**Available data**.
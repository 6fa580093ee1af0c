//! End-to-end compilation tests: schema modules in, SDL out.
//!
//! Run `cargo insta review` to update snapshots when making intentional changes.

use std::{str::FromStr, sync::Arc};

use schemata_blueprint::{
    ArgumentDefinition, Blueprint, EnumType, EnumValueDefinition, FieldDefinition,
    InterfaceType, ObjectType, SchemaDefinition, TypeRef,
};
use schemata_compiler::{
    Error, PhaseErrors, Pipeline, SnapshotPlugin, compile, lower, phase_fn, print_sdl,
};
use schemata_manifest::Manifest;

fn query_with(field: FieldDefinition) -> Blueprint {
    Blueprint::new()
        .with_schema(SchemaDefinition::default().with_query("Query"))
        .add_type(ObjectType::new("Query").with_field(field))
        .unwrap()
}

fn compile_modules(modules: &[&str]) -> Result<String, String> {
    let manifests: Vec<Manifest> = modules
        .iter()
        .map(|m| Manifest::from_str(m).expect("Failed to parse schema"))
        .collect();
    let blueprint = lower(&manifests).map_err(|e| e.to_string())?;
    let compiled = compile(blueprint, &Pipeline::new()).map_err(|e| e.to_string())?;
    print_sdl(&compiled).map_err(|e| e.to_string())
}

#[test]
fn test_hello_world() {
    let blueprint = query_with(
        FieldDefinition::new("hello_world", TypeRef::named("String")).with_argument(
            ArgumentDefinition::new("name", TypeRef::non_null(TypeRef::named("String"))),
        ),
    );

    let compiled = compile(blueprint, &Pipeline::new()).unwrap();
    insta::assert_snapshot!(print_sdl(&compiled).unwrap(), @r###"
    schema {
      query: Query
    }

    type Query {
      helloWorld(name: String!): String
    }
    "###);
}

#[test]
fn test_inserted_phase_adds_field() {
    let blueprint = query_with(FieldDefinition::new("module", TypeRef::named("Mod")))
        .add_type(ObjectType::new("Mod"))
        .unwrap();

    let pipeline = Pipeline::new()
        .insert_after(
            "imports",
            phase_fn("mod-field", "Add `mod_field` to `Mod`", |bp: Blueprint| {
                Ok(bp.add_field("Mod", FieldDefinition::new("mod_field", TypeRef::named("String")))?)
            }),
        )
        .unwrap();
    assert_eq!(
        pipeline.phase_names(),
        ["imports", "mod-field", "link", "validate", "conformance", "defaults", "hydrate"]
    );

    let compiled = compile(blueprint, &pipeline).unwrap();
    insta::assert_snapshot!(print_sdl(&compiled).unwrap(), @r###"
    schema {
      query: Query
    }

    type Query {
      module: Mod
    }

    type Mod {
      modField: String
    }
    "###);
}

#[test]
fn test_conformance_failure_then_fix() {
    let node = InterfaceType::new("Node")
        .with_field(FieldDefinition::new("id", TypeRef::non_null(TypeRef::named("ID"))));
    let broken = query_with(FieldDefinition::new("user", TypeRef::named("User")))
        .add_type(node.clone())
        .unwrap()
        .add_type(ObjectType::new("User").with_interface("Node"))
        .unwrap();

    let err = compile(broken, &Pipeline::new()).unwrap_err();
    assert_eq!(err.phase, "conformance");
    assert_eq!(
        err.errors,
        [Error::InterfaceConformanceViolation {
            type_name: "User".into(),
            interface: "Node".into(),
            field: "id".into(),
        }]
    );

    let fixed = query_with(FieldDefinition::new("user", TypeRef::named("User")))
        .add_type(node)
        .unwrap()
        .add_type(
            ObjectType::new("User")
                .with_interface("Node")
                .with_field(FieldDefinition::new("id", TypeRef::non_null(TypeRef::named("ID")))),
        )
        .unwrap();

    let compiled = compile(fixed, &Pipeline::new()).unwrap();
    let sdl = print_sdl(&compiled).unwrap();
    assert!(sdl.contains("type User implements Node {\n  id: ID!\n}"));
}

#[test]
fn test_enum_alias_is_printed_verbatim() {
    let blueprint = query_with(
        FieldDefinition::new("channel", TypeRef::named("Channel")).with_argument(
            ArgumentDefinition::new("pick", TypeRef::named("Channel"))
                .with_default(schemata_blueprint::Value::Enum("first".into())),
        ),
    )
    .add_type(
        EnumType::new("Channel")
            .with_value(EnumValueDefinition::new("red"))
            .with_value(EnumValueDefinition::new("first").with_alias("FiRsT  x")),
    )
    .unwrap();

    let compiled = compile(blueprint, &Pipeline::new()).unwrap();
    insta::assert_snapshot!(print_sdl(&compiled).unwrap(), @r###"
    schema {
      query: Query
    }

    type Query {
      channel(pick: Channel = FiRsT  x): Channel
    }

    enum Channel {
      RED
      FiRsT  x
    }
    "###);
}

#[test]
fn test_missing_query_root_fails_in_link() {
    let blueprint = Blueprint::new().add_type(ObjectType::new("User")).unwrap();

    let err = compile(blueprint, &Pipeline::new()).unwrap_err();
    assert_eq!(err.phase, "link");
    assert_eq!(err.errors, [Error::MissingQueryRoot]);
}

#[test]
fn test_fields_printing_the_same_name_fail_validation() {
    let blueprint = query_with(FieldDefinition::new("hello_world", TypeRef::named("String")))
        .add_field("Query", FieldDefinition::new("helloWorld", TypeRef::named("Int")))
        .unwrap();

    let err = compile(blueprint, &Pipeline::new()).unwrap_err();
    assert_eq!(err.phase, "validate");
    assert_eq!(
        err.to_string(),
        "phase `validate` failed: `hello_world` and `helloWorld` both print as `helloWorld` in type `Query`"
    );
}

#[test]
fn test_out_of_range_int_default_fails() {
    let blueprint = query_with(
        FieldDefinition::new("numbers", TypeRef::named("Int")).with_argument(
            ArgumentDefinition::new("big", TypeRef::named("Int")).with_default(5_000_000_000_i64),
        ),
    );

    let err = compile(blueprint, &Pipeline::new()).unwrap_err();
    assert_eq!(err.phase, "defaults");
}

#[test]
fn test_custom_phase_errors_stop_the_run() {
    let pipeline = Pipeline::new()
        .insert_before(
            "link",
            phase_fn("reject", "Reject every schema", |_| {
                Err(PhaseErrors::from(vec![Error::custom("first"), Error::custom("second")]))
            }),
        )
        .unwrap();

    let err = compile(query_with(FieldDefinition::new("a", TypeRef::named("Int"))), &pipeline)
        .unwrap_err();
    assert_eq!(err.phase, "reject");
    assert_eq!(err.to_string(), "phase `reject` failed: first; second");
}

#[test]
fn test_output_is_deterministic() {
    const APP: &str = r#"
[module]
name = "app"

[objects.query.fields.users]
type = "[user!]!"

[objects.query.fields.users.args.first]
type = "integer"
default = 10

[objects.user.fields.id]
type = "id!"

[objects.user.fields.display_name]
type = "string"
"#;

    let first = compile_modules(&[APP]).unwrap();
    for _ in 0..5 {
        assert_eq!(compile_modules(&[APP]).unwrap(), first);
    }
}

#[test]
fn test_modules_with_imports() {
    let shared = r#"
[module]
name = "shared"

[objects.audit.fields.created_at]
type = "string!"

[objects.audit.fields.secret]
type = "string"
"#;
    let app = r#"
[module]
name = "app"

[schema]
query = "query"

[objects.query.fields.post]
type = "post"

[objects.post]
import_fields = [{ from = "audit", module = "shared", except = ["secret"] }]

[objects.post.fields.title]
type = "string!"
"#;

    insta::assert_snapshot!(compile_modules(&[shared, app]).unwrap(), @r###"
    schema {
      query: Query
    }

    type Audit {
      createdAt: String!
      secret: String
    }

    type Query {
      post: Post
    }

    type Post {
      title: String!
      createdAt: String!
    }
    "###);
}

#[test]
fn test_unknown_reference_is_reported() {
    let app = r#"
[module]
name = "app"

[objects.query.fields.user]
type = "user"
"#;

    let err = compile_modules(&[app]).unwrap_err();
    assert_eq!(
        err,
        "phase `link` failed: unknown type `User` referenced by field `Query.user`"
    );
}

#[test]
fn test_snapshot_plugin_sees_every_phase() {
    let snapshots = Arc::new(SnapshotPlugin::new());
    let pipeline = Pipeline::new().plugin(Arc::clone(&snapshots));

    compile(query_with(FieldDefinition::new("a", TypeRef::named("Int"))), &pipeline).unwrap();

    let phases: Vec<_> = snapshots
        .snapshots()
        .into_iter()
        .map(|s| s.file_name())
        .collect();
    assert_eq!(
        phases,
        [
            "01-imports.json",
            "02-link.json",
            "03-validate.json",
            "04-conformance.json",
            "05-defaults.json",
            "06-hydrate.json",
        ]
    );
}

**What is required**. The word "lower" appears on some lines of the data above; count those lines and give only the total.

**Solution**. 2